- [What you will do]: Every line of the data that includes "struct" should be copied out.
[Opening Provided information section]
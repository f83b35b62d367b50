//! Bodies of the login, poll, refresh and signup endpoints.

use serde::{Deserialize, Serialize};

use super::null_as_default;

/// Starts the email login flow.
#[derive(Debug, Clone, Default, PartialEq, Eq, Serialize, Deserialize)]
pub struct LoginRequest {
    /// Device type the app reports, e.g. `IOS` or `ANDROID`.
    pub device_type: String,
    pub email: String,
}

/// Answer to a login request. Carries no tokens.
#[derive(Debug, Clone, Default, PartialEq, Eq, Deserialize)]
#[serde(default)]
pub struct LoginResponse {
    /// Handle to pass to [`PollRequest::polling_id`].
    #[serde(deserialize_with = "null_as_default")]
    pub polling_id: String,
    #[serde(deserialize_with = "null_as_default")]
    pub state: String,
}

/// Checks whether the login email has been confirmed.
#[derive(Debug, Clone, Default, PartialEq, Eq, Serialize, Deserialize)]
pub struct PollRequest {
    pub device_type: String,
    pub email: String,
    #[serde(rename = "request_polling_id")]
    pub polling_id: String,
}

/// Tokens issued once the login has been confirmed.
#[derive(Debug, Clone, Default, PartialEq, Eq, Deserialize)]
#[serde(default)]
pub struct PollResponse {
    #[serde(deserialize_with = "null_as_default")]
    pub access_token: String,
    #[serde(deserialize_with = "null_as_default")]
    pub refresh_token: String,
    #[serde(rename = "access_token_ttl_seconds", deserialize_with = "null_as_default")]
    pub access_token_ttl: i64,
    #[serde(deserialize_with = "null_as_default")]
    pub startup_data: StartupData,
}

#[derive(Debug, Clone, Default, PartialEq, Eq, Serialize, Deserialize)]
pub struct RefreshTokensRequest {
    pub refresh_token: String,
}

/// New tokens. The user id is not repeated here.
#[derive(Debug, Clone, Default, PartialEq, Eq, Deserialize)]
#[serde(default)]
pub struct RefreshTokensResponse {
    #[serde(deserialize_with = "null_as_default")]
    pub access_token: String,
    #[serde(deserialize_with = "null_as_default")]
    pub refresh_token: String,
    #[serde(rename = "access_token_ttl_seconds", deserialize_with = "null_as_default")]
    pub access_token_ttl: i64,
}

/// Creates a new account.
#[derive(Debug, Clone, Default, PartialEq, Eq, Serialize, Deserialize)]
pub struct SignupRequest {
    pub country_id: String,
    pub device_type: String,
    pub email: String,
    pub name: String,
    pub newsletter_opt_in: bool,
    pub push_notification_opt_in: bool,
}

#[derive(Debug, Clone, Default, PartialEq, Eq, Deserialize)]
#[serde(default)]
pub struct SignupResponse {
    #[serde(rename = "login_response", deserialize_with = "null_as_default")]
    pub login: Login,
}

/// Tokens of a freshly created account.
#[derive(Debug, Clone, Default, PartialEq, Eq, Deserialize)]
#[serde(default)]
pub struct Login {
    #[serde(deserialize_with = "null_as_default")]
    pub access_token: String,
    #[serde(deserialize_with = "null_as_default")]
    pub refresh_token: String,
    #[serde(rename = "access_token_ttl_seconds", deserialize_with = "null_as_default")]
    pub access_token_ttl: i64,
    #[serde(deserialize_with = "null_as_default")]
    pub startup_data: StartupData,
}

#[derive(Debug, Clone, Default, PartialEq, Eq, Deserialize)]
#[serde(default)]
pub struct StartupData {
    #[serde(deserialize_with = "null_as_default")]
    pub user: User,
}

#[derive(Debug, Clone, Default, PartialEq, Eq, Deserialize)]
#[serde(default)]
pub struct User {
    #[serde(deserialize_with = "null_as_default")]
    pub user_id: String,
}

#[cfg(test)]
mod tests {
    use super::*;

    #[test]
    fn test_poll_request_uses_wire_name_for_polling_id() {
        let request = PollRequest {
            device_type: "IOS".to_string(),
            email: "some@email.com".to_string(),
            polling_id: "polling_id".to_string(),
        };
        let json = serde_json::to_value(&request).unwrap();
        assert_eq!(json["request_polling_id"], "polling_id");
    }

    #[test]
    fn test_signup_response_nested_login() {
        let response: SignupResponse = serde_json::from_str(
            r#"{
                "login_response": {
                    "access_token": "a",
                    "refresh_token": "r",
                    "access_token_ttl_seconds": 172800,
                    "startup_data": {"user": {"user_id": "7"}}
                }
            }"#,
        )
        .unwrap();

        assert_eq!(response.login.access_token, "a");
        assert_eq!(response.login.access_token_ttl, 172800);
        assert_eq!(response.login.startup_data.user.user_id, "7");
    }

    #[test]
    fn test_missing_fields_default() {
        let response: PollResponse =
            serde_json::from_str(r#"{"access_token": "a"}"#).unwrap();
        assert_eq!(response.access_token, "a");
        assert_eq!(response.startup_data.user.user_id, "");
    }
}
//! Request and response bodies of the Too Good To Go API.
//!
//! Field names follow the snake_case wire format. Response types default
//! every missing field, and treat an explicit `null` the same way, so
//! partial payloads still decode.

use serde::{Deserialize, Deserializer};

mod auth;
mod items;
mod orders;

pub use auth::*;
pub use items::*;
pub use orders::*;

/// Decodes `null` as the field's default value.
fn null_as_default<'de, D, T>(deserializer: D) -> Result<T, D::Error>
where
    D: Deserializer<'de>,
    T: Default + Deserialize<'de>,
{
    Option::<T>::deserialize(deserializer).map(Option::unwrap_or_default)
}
[Closing Provided information section]
- [Your solution]:
pub struct LoginRequest {
pub struct LoginResponse {
pub struct PollRequest {
pub struct PollResponse {
pub struct RefreshTokensRequest {
pub struct RefreshTokensResponse {
pub struct SignupRequest {
pub struct SignupResponse {
pub struct Login {
pub struct StartupData {
pub struct User {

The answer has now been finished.